[Opening Supplied information section]
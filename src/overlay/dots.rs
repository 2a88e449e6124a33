//! Tap dot state shared between the coordinator and the rendering backends.
//!
//! All bookkeeping (adding, clearing, fading, pruning) happens here behind a
//! single lock; backends only read snapshots on their render tick. That keeps
//! the "clear on slide change, then add for the new slide" ordering correct
//! no matter which thread renders.

use parking_lot::Mutex;
use std::f32::consts::PI;
use std::time::{Duration, Instant};

/// Opaque RGB fill color
#[derive(Debug, Clone, Copy, PartialEq, Eq)]
pub struct Color {
    pub r: u8,
    pub g: u8,
    pub b: u8,
}

impl Color {
    /// Parse a `#RRGGBB` string.
    pub fn parse(s: &str) -> Option<Color> {
        let hex = s.strip_prefix('#')?;
        if hex.len() != 6 || !hex.chars().all(|c| c.is_ascii_hexdigit()) {
            return None;
        }
        Some(Color {
            r: u8::from_str_radix(&hex[0..2], 16).ok()?,
            g: u8::from_str_radix(&hex[2..4], 16).ok()?,
            b: u8::from_str_radix(&hex[4..6], 16).ok()?,
        })
    }
}

/// Appearance and fade timing for tap dots
#[derive(Debug, Clone)]
pub struct DotStyle {
    pub color: Color,
    pub radius_px: u32,
    /// Time from fully opaque to gone. Zero disables fading.
    pub fade: Duration,
}

/// One tap marker in virtual-desktop pixel coordinates
#[derive(Debug, Clone, Copy)]
pub struct Dot {
    pub x: i32,
    pub y: i32,
    created: Instant,
}

impl Dot {
    fn new_at(x: i32, y: i32, created: Instant) -> Self {
        Self { x, y, created }
    }

    /// Current opacity in [0, 1]: a half-cosine ease from 1 at creation down
    /// to exactly 0 once `fade` has elapsed.
    pub fn alpha(&self, now: Instant, fade: Duration) -> f32 {
        if fade.is_zero() {
            return 1.0;
        }
        let elapsed = now.saturating_duration_since(self.created);
        if elapsed >= fade {
            return 0.0;
        }
        let progress = elapsed.as_secs_f32() / fade.as_secs_f32();
        ((progress * PI).cos() + 1.0) / 2.0
    }

    pub fn is_expired(&self, now: Instant, fade: Duration) -> bool {
        !fade.is_zero() && now.saturating_duration_since(self.created) >= fade
    }
}

/// The set of currently visible dots
pub struct DotField {
    style: DotStyle,
    dots: Mutex<Vec<Dot>>,
}

impl DotField {
    pub fn new(style: DotStyle) -> Self {
        Self {
            style,
            dots: Mutex::new(Vec::new()),
        }
    }

    pub fn style(&self) -> &DotStyle {
        &self.style
    }

    /// Add a dot at the given pixel position, fully opaque.
    pub fn add(&self, x: i32, y: i32) {
        self.add_at(x, y, Instant::now());
    }

    pub(crate) fn add_at(&self, x: i32, y: i32, now: Instant) {
        self.dots.lock().push(Dot::new_at(x, y, now));
    }

    /// Drop every dot immediately.
    pub fn clear(&self) {
        self.dots.lock().clear();
    }

    pub fn is_empty(&self) -> bool {
        self.dots.lock().is_empty()
    }

    /// Prune expired dots and return the remaining ones with their current
    /// opacity. Backends call this once per render tick.
    pub fn snapshot(&self, now: Instant) -> Vec<(Dot, f32)> {
        let fade = self.style.fade;
        let mut dots = self.dots.lock();
        dots.retain(|dot| !dot.is_expired(now, fade));
        dots.iter().map(|dot| (*dot, dot.alpha(now, fade))).collect()
    }
}

#[cfg(test)]
mod tests {
    use super::*;

    fn style(fade_ms: u64) -> DotStyle {
        DotStyle {
            color: Color { r: 0x8E, g: 0x4E, b: 0xC6 },
            radius_px: 8,
            fade: Duration::from_millis(fade_ms),
        }
    }

    #[test]
    fn parses_hex_colors() {
        assert_eq!(
            Color::parse("#8E4EC6"),
            Some(Color { r: 0x8E, g: 0x4E, b: 0xC6 })
        );
        assert_eq!(Color::parse("#ffffff"), Some(Color { r: 255, g: 255, b: 255 }));
        assert_eq!(Color::parse("8E4EC6"), None);
        assert_eq!(Color::parse("#8E4EC"), None);
        assert_eq!(Color::parse("#8E4EGG"), None);
    }

    #[test]
    fn alpha_fades_monotonically_to_zero() {
        let fade = Duration::from_millis(10_000);
        let start = Instant::now();
        let dot = Dot::new_at(0, 0, start);

        let mut last = dot.alpha(start, fade);
        assert_eq!(last, 1.0);

        // Sample the curve at 100ms steps; it must strictly decrease.
        for step in 1..100 {
            let t = start + Duration::from_millis(step * 100);
            let alpha = dot.alpha(t, fade);
            assert!(
                alpha < last,
                "alpha {} at step {} should be below {}",
                alpha,
                step,
                last
            );
            last = alpha;
        }

        assert_eq!(dot.alpha(start + fade, fade), 0.0);
        assert_eq!(dot.alpha(start + fade + Duration::from_millis(1), fade), 0.0);
    }

    #[test]
    fn zero_fade_never_expires() {
        let start = Instant::now();
        let dot = Dot::new_at(0, 0, start);
        let much_later = start + Duration::from_secs(3600);
        assert_eq!(dot.alpha(much_later, Duration::ZERO), 1.0);
        assert!(!dot.is_expired(much_later, Duration::ZERO));
    }

    #[test]
    fn snapshot_prunes_expired_dots() {
        let field = DotField::new(style(1_000));
        let start = Instant::now();
        field.add_at(10, 20, start);
        field.add_at(30, 40, start + Duration::from_millis(900));

        // Just before the first dot expires: both visible
        let visible = field.snapshot(start + Duration::from_millis(999));
        assert_eq!(visible.len(), 2);

        // At exactly the fade duration the first dot is gone
        let visible = field.snapshot(start + Duration::from_millis(1_000));
        assert_eq!(visible.len(), 1);
        assert_eq!(visible[0].0.x, 30);

        // And it stays gone on the next query
        let visible = field.snapshot(start + Duration::from_millis(1_001));
        assert_eq!(visible.len(), 1);
    }

    #[test]
    fn clear_removes_everything() {
        let field = DotField::new(style(10_000));
        field.add(1, 1);
        field.add(2, 2);
        assert!(!field.is_empty());

        field.clear();
        assert!(field.is_empty());
        assert!(field.snapshot(Instant::now()).is_empty());
    }
}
[Closing Supplied information section]
• **Work to complete**
Nothing in the data may be omitted; transcribe it exactly.

• **Task output**
filename src/overlay/dots.rs
repository 2a88e449e6124a33
//! Tap dot state shared between the coordinator and the rendering backends.
//!
//! All bookkeeping (adding, clearing, fading, pruning) happens here behind a
//! single lock; backends only read snapshots on their render tick. That keeps
//! the "clear on slide change, then add for the new slide" ordering correct
//! no matter which thread renders.

use parking_lot::Mutex;
use std::f32::consts::PI;
use std::time::{Duration, Instant};

/// Opaque RGB fill color
#[derive(Debug, Clone, Copy, PartialEq, Eq)]
pub struct Color {
    pub r: u8,
    pub g: u8,
    pub b: u8,
}

impl Color {
    /// Parse a `#RRGGBB` string.
    pub fn parse(s: &str) -> Option<Color> {
        let hex = s.strip_prefix('#')?;
        if hex.len() != 6 || !hex.chars().all(|c| c.is_ascii_hexdigit()) {
            return None;
        }
        Some(Color {
            r: u8::from_str_radix(&hex[0..2], 16).ok()?,
            g: u8::from_str_radix(&hex[2..4], 16).ok()?,
            b: u8::from_str_radix(&hex[4..6], 16).ok()?,
        })
    }
}

/// Appearance and fade timing for tap dots
#[derive(Debug, Clone)]
pub struct DotStyle {
    pub color: Color,
    pub radius_px: u32,
    /// Time from fully opaque to gone. Zero disables fading.
    pub fade: Duration,
}

/// One tap marker in virtual-desktop pixel coordinates
#[derive(Debug, Clone, Copy)]
pub struct Dot {
    pub x: i32,
    pub y: i32,
    created: Instant,
}

impl Dot {
    fn new_at(x: i32, y: i32, created: Instant) -> Self {
        Self { x, y, created }
    }

    /// Current opacity in [0, 1]: a half-cosine ease from 1 at creation down
    /// to exactly 0 once `fade` has elapsed.
    pub fn alpha(&self, now: Instant, fade: Duration) -> f32 {
        if fade.is_zero() {
            return 1.0;
        }
        let elapsed = now.saturating_duration_since(self.created);
        if elapsed >= fade {
            return 0.0;
        }
        let progress = elapsed.as_secs_f32() / fade.as_secs_f32();
        ((progress * PI).cos() + 1.0) / 2.0
    }

    pub fn is_expired(&self, now: Instant, fade: Duration) -> bool {
        !fade.is_zero() && now.saturating_duration_since(self.created) >= fade
    }
}

/// The set of currently visible dots
pub struct DotField {
    style: DotStyle,
    dots: Mutex<Vec<Dot>>,
}

impl DotField {
    pub fn new(style: DotStyle) -> Self {
        Self {
            style,
            dots: Mutex::new(Vec::new()),
        }
    }

    pub fn style(&self) -> &DotStyle {
        &self.style
    }

    /// Add a dot at the given pixel position, fully opaque.
    pub fn add(&self, x: i32, y: i32) {
        self.add_at(x, y, Instant::now());
    }

    pub(crate) fn add_at(&self, x: i32, y: i32, now: Instant) {
        self.dots.lock().push(Dot::new_at(x, y, now));
    }

    /// Drop every dot immediately.
    pub fn clear(&self) {
        self.dots.lock().clear();
    }

    pub fn is_empty(&self) -> bool {
        self.dots.lock().is_empty()
    }

    /// Prune expired dots and return the remaining ones with their current
    /// opacity. Backends call this once per render tick.
    pub fn snapshot(&self, now: Instant) -> Vec<(Dot, f32)> {
        let fade = self.style.fade;
        let mut dots = self.dots.lock();
        dots.retain(|dot| !dot.is_expired(now, fade));
        dots.iter().map(|dot| (*dot, dot.alpha(now, fade))).collect()
    }
}

#[cfg(test)]
mod tests {
    use super::*;

    fn style(fade_ms: u64) -> DotStyle {
        DotStyle {
            color: Color { r: 0x8E, g: 0x4E, b: 0xC6 },
            radius_px: 8,
            fade: Duration::from_millis(fade_ms),
        }
    }

    #[test]
    fn parses_hex_colors() {
        assert_eq!(
            Color::parse("#8E4EC6"),
            Some(Color { r: 0x8E, g: 0x4E, b: 0xC6 })
        );
        assert_eq!(Color::parse("#ffffff"), Some(Color { r: 255, g: 255, b: 255 }));
        assert_eq!(Color::parse("8E4EC6"), None);
        assert_eq!(Color::parse("#8E4EC"), None);
        assert_eq!(Color::parse("#8E4EGG"), None);
    }

    #[test]
    fn alpha_fades_monotonically_to_zero() {
        let fade = Duration::from_millis(10_000);
        let start = Instant::now();
        let dot = Dot::new_at(0, 0, start);

        let mut last = dot.alpha(start, fade);
        assert_eq!(last, 1.0);

        // Sample the curve at 100ms steps; it must strictly decrease.
        for step in 1..100 {
            let t = start + Duration::from_millis(step * 100);
            let alpha = dot.alpha(t, fade);
            assert!(
                alpha < last,
                "alpha {} at step {} should be below {}",
                alpha,
                step,
                last
            );
            last = alpha;
        }

        assert_eq!(dot.alpha(start + fade, fade), 0.0);
        assert_eq!(dot.alpha(start + fade + Duration::from_millis(1), fade), 0.0);
    }

    #[test]
    fn zero_fade_never_expires() {
        let start = Instant::now();
        let dot = Dot::new_at(0, 0, start);
        let much_later = start + Duration::from_secs(3600);
        assert_eq!(dot.alpha(much_later, Duration::ZERO), 1.0);
        assert!(!dot.is_expired(much_later, Duration::ZERO));
    }

    #[test]
    fn snapshot_prunes_expired_dots() {
        let field = DotField::new(style(1_000));
        let start = Instant::now();
        field.add_at(10, 20, start);
        field.add_at(30, 40, start + Duration::from_millis(900));

        // Just before the first dot expires: both visible
        let visible = field.snapshot(start + Duration::from_millis(999));
        assert_eq!(visible.len(), 2);

        // At exactly the fade duration the first dot is gone
        let visible = field.snapshot(start + Duration::from_millis(1_000));
        assert_eq!(visible.len(), 1);
        assert_eq!(visible[0].0.x, 30);

        // And it stays gone on the next query
        let visible = field.snapshot(start + Duration::from_millis(1_001));
        assert_eq!(visible.len(), 1);
    }

    #[test]
    fn clear_removes_everything() {
        let field = DotField::new(style(10_000));
        field.add(1, 1);
        field.add(2, 2);
        assert!(!field.is_empty());

        field.clear();
        assert!(field.is_empty());
        assert!(field.snapshot(Instant::now()).is_empty());
    }
}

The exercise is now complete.